[[ Study material, beginning ]]
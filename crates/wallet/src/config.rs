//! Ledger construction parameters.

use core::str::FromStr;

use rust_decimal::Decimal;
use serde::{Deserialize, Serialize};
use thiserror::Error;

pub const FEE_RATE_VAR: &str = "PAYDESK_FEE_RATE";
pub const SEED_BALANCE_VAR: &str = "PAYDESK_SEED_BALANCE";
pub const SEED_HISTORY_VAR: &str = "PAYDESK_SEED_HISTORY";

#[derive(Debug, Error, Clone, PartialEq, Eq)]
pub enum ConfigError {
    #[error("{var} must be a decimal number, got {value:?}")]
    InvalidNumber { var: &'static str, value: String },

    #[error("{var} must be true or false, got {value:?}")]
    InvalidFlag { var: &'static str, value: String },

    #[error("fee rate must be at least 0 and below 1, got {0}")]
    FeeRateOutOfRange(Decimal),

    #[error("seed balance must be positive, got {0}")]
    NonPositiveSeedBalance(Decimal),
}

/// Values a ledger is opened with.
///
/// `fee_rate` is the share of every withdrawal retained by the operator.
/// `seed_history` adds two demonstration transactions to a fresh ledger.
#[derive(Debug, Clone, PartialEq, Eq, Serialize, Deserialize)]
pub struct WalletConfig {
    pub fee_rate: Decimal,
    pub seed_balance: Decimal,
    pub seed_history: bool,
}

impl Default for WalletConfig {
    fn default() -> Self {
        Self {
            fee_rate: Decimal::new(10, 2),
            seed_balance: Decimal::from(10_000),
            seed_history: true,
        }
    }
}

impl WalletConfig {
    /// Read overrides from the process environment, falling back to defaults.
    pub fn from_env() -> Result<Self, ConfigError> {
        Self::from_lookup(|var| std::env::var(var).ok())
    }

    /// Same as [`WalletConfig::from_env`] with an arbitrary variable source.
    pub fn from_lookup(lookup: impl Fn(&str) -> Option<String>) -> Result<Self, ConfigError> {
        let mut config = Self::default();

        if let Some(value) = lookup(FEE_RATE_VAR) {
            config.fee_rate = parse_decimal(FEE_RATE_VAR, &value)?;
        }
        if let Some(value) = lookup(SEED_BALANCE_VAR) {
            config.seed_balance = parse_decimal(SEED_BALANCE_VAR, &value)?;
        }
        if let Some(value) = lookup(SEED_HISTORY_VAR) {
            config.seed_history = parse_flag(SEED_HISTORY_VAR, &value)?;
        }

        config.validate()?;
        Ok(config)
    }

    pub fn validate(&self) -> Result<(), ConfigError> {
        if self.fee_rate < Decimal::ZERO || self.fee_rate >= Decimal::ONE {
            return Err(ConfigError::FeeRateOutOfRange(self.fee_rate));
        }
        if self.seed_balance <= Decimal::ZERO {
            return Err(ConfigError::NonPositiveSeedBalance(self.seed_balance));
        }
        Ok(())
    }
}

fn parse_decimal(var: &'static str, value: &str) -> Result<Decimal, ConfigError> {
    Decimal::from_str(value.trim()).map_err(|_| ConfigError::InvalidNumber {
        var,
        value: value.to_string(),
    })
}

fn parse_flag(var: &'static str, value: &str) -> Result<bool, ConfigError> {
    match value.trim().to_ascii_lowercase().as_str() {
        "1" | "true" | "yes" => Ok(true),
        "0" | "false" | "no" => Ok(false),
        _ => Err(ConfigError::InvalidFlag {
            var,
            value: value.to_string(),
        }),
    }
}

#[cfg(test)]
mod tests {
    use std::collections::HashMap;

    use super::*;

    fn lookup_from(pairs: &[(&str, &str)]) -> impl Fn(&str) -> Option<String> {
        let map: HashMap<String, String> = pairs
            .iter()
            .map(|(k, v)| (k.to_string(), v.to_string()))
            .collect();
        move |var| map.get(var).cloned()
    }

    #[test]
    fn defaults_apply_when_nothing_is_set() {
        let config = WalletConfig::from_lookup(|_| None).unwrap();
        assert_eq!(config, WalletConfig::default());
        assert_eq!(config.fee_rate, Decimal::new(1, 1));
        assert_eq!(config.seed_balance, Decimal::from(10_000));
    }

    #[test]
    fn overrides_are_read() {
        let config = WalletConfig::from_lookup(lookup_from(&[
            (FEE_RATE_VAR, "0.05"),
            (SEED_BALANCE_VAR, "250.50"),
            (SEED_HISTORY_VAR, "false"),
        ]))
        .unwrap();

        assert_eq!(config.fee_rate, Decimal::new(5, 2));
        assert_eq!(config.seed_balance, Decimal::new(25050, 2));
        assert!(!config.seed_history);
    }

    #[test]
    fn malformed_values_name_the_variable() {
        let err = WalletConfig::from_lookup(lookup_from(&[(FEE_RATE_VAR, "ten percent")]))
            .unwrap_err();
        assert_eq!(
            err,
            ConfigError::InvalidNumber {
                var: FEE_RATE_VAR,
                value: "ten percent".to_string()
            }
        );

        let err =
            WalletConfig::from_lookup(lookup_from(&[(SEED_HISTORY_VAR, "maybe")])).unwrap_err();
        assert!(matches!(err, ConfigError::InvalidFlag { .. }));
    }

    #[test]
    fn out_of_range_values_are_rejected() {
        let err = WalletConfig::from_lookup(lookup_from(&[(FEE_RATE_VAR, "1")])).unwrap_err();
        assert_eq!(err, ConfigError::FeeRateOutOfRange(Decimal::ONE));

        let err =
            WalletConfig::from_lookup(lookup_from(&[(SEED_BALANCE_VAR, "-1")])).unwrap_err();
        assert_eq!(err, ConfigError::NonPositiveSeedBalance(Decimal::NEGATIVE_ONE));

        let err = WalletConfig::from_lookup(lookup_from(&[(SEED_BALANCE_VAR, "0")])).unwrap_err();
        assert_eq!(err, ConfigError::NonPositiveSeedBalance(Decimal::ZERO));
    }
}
[[ Study material, end ]]
[[ Study material, beginning ]]
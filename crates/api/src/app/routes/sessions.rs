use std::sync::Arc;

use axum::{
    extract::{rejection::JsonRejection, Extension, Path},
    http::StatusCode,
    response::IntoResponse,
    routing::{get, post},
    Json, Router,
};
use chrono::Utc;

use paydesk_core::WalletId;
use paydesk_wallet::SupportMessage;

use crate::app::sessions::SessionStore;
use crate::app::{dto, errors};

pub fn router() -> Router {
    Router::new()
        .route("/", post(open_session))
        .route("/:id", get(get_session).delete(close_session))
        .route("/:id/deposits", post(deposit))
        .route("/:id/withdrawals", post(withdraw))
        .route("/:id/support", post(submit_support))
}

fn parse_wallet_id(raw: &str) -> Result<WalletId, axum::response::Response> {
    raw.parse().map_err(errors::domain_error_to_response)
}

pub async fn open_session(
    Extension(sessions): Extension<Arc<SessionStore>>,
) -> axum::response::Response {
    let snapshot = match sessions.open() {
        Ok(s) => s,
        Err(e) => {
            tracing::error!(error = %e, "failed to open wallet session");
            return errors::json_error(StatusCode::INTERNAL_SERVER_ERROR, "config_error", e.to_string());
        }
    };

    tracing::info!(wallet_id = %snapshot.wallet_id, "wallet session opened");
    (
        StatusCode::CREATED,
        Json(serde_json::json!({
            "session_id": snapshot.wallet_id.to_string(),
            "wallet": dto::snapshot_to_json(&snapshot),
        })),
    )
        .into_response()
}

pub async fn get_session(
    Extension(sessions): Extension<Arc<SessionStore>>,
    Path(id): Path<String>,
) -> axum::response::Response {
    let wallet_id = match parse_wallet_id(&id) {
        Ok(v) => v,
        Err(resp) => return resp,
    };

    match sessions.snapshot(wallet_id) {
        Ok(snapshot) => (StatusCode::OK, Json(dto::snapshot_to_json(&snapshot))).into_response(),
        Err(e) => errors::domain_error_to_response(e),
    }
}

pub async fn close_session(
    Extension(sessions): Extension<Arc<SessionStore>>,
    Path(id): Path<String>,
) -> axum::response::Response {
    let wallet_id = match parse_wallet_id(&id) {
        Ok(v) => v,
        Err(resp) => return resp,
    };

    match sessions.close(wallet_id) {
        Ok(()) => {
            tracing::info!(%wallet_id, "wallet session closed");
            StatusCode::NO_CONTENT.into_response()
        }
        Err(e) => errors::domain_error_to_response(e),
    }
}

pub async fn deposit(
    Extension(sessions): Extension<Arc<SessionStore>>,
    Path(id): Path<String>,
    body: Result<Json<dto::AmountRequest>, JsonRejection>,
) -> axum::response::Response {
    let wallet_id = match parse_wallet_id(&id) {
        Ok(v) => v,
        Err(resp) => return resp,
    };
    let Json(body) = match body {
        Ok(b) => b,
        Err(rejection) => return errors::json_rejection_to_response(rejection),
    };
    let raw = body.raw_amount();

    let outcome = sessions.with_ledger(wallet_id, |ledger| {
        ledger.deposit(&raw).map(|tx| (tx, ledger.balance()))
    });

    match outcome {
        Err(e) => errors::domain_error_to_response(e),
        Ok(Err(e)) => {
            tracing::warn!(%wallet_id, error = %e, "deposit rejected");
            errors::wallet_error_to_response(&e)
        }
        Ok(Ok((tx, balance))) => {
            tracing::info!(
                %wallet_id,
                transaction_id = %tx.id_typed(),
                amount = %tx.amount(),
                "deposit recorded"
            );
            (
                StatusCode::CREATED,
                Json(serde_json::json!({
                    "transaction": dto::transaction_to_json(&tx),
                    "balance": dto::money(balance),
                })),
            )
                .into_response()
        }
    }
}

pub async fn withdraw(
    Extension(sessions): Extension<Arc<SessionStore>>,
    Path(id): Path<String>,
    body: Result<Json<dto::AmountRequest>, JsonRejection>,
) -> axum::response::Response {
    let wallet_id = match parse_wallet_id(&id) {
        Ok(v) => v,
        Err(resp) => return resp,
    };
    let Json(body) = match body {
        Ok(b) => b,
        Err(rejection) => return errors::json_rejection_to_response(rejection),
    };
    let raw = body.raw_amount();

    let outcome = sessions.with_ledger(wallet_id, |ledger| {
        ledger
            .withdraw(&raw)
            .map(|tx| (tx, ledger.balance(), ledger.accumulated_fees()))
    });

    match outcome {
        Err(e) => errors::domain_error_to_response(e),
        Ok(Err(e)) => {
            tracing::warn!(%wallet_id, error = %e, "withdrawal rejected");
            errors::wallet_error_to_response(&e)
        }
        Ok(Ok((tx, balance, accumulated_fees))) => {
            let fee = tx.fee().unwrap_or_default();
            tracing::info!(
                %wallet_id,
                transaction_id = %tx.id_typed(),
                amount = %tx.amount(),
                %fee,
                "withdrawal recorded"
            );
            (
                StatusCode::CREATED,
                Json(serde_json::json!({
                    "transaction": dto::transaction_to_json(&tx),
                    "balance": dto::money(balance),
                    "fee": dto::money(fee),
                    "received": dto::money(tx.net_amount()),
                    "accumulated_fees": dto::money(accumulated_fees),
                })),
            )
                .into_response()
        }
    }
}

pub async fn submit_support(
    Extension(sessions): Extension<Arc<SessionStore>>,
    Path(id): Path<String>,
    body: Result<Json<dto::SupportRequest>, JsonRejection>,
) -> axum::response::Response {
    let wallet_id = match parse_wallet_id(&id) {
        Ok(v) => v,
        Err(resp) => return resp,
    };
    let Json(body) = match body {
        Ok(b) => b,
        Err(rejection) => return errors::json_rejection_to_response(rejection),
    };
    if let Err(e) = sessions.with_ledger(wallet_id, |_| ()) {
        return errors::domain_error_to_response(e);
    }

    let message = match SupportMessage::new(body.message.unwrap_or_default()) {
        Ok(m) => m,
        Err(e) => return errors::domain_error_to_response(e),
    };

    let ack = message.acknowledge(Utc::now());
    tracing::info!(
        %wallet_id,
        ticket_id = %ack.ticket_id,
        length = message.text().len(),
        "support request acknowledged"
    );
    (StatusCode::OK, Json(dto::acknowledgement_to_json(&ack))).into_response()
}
[[ Study material, end ]]
What needs to be done:
Write out every line in the data that holds the string "post".

Response area:
    routing::{get, post},
        .route("/", post(open_session))
        .route("/:id/deposits", post(deposit))
        .route("/:id/withdrawals", post(withdraw))
        .route("/:id/support", post(submit_support))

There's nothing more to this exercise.